Machine learning vs. traditional logistic regression: predictive performance and risk factor identification for child nutritional outcome in Pakistan


Shahid M., Yahya M. A., Song ., Naveed H. M., Yüksel S., Dinçer H., ...Daha Fazla

BMC PUBLIC HEALTH, cilt.1, sa.1, ss.1-25, 2025 (SCI-Expanded, Scopus)

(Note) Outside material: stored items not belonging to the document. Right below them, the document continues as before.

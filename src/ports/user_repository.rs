//! UserRepository port for investor persistence.

use async_trait::async_trait;

use crate::domain::foundation::{DomainError, UserId};
use crate::domain::user::Investor;

/// Repository for investors.
#[async_trait]
pub trait UserRepository: Send + Sync {
    /// Find an investor by user ID.
    async fn find_by_id(&self, id: &UserId) -> Result<Option<Investor>, DomainError>;

    /// Insert or replace an investor, portfolio included.
    async fn save(&self, investor: &Investor) -> Result<(), DomainError>;
}
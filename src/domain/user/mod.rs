//! User domain - investors and their risk profiles.

mod events;
mod investor;
mod risk_profile;

pub use events::RiskProfileUpdated;
pub use investor::Investor;
pub use risk_profile::{RiskAssessment, RiskTolerance, TimeHorizon, UserRiskProfile};
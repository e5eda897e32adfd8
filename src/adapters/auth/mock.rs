//! Fixed-table session validator for tests and local tooling.

use std::collections::HashMap;
use std::sync::atomic::{AtomicUsize, Ordering};
use std::sync::{Mutex, PoisonError};

use async_trait::async_trait;

use crate::domain::foundation::{AuthError, AuthenticatedUser, UserId};
use crate::ports::SessionValidator;

/// Accepts only the tokens it was built with.
///
/// An outage can be switched on to make every call fail, which is how the
/// middleware's 503 path is exercised without a real identity service.
#[derive(Debug, Default)]
pub struct MockSessionValidator {
    sessions: HashMap<String, AuthenticatedUser>,
    outage: Mutex<Option<AuthError>>,
    calls: AtomicUsize,
}

impl MockSessionValidator {
    pub fn new() -> Self {
        Self::default()
    }

    pub fn with_user(mut self, token: impl Into<String>, user: AuthenticatedUser) -> Self {
        self.sessions.insert(token.into(), user);
        self
    }

    /// Registers `token` for an investor whose email is derived from the id.
    ///
    /// Invalid ids are ignored.
    pub fn with_investor(self, token: impl Into<String>, user_id: &str) -> Self {
        match UserId::new(user_id) {
            Ok(id) => {
                let email = format!("{}@investors.test", user_id);
                self.with_user(token, AuthenticatedUser::new(id, email, None))
            }
            Err(_) => self,
        }
    }

    pub fn with_error(self, error: AuthError) -> Self {
        self.set_outage(Some(error));
        self
    }

    pub fn set_outage(&self, error: Option<AuthError>) {
        *self.outage.lock().unwrap_or_else(PoisonError::into_inner) = error;
    }

    /// Number of `validate` calls seen so far.
    pub fn calls(&self) -> usize {
        self.calls.load(Ordering::SeqCst)
    }
}

#[async_trait]
impl SessionValidator for MockSessionValidator {
    async fn validate(&self, token: &str) -> Result<AuthenticatedUser, AuthError> {
        self.calls.fetch_add(1, Ordering::SeqCst);
        let outage = self
            .outage
            .lock()
            .unwrap_or_else(PoisonError::into_inner)
            .clone();
        if let Some(error) = outage {
            return Err(error);
        }
        match self.sessions.get(token) {
            Some(user) => Ok(user.clone()),
            None => Err(AuthError::InvalidToken),
        }
    }
}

  • Yayın Türü: Makale / Tam Makale
  • Cilt numarası: 1 Sayı: 1
  • Basım Tarihi: 2025
  • Doi Numarası: 10.1186/s12889-025-25621-9
  • Dergi Adı: BMC PUBLIC HEALTH
  • Derginin Tarandığı İndeksler: Scopus, Science Citation Index Expanded (SCI-EXPANDED), CINAHL, MEDLINE, Public Affairs Index, Directory of Open Access Journals
  • Sayfa Sayıları: ss.1-25
  • İstanbul Medipol Üniversitesi Adresli: Evet

Özet

Logistic regression (LR) has long been the standard econometric tool for modeling child nutritional outcomes in public health research. However, conventional econometric LR (CE-LR) faces limitations in predictive accuracy, reliance on restrictive assumptions, and handling high-dimensional data. Machine learning-enhanced LR (ML-LR)—which relaxes the strict statistical assumptions of traditional models to better capture complex patterns—combined with Shapley Additive Explanations (SHAP), offers a promising alternative, improving both prediction and interpretability of risk factors. This study presents the first Pakistan-specific application and comparison of ML-LR (with SHAP analysis) against CE-LR, introducing a novel hybrid framework that combines predictive power with interpretability for policy-relevant insights using nationally representative data from Pakistan’s 2017–2018 Demographic and Health Survey (n = 4,098 children under five). Results indicate persistent malnutrition rates: stunting (38.13%), underweight (23.04%), and wasting (8.05%). The ML-LR model identified all 13 hypothesized risk factors as significant, while CE-LR detected only six. Crucially, ML-LR captured key predictors missed by CE-LR, such as maternal BMI, employment, and dietary diversity. The SHAP analysis further revealed nuanced relationships: child age, low maternal BMI, unemployment, and unimproved water increased malnutrition risk, while higher birth order, adequate dietary diversity (if children were given ≥ 5 food items), maternal education, and male gender had protective effects. Crucially, ML-LR + SHAP uncovered context-dependent relationships invisible to CE-LR. For example, dietary diversity operated bidirectionally—low diversity was a risk factor, while adequate diversity was protective—a distinction CE-LR failed to capture. These findings demonstrate ML-LR’s superior ability to model complex, heterogeneous determinants of child malnutrition. The study advocates for integrating ML techniques with explainable AI (e.g., SHAP) in econometric analyses to enhance policy-relevant insights in public health.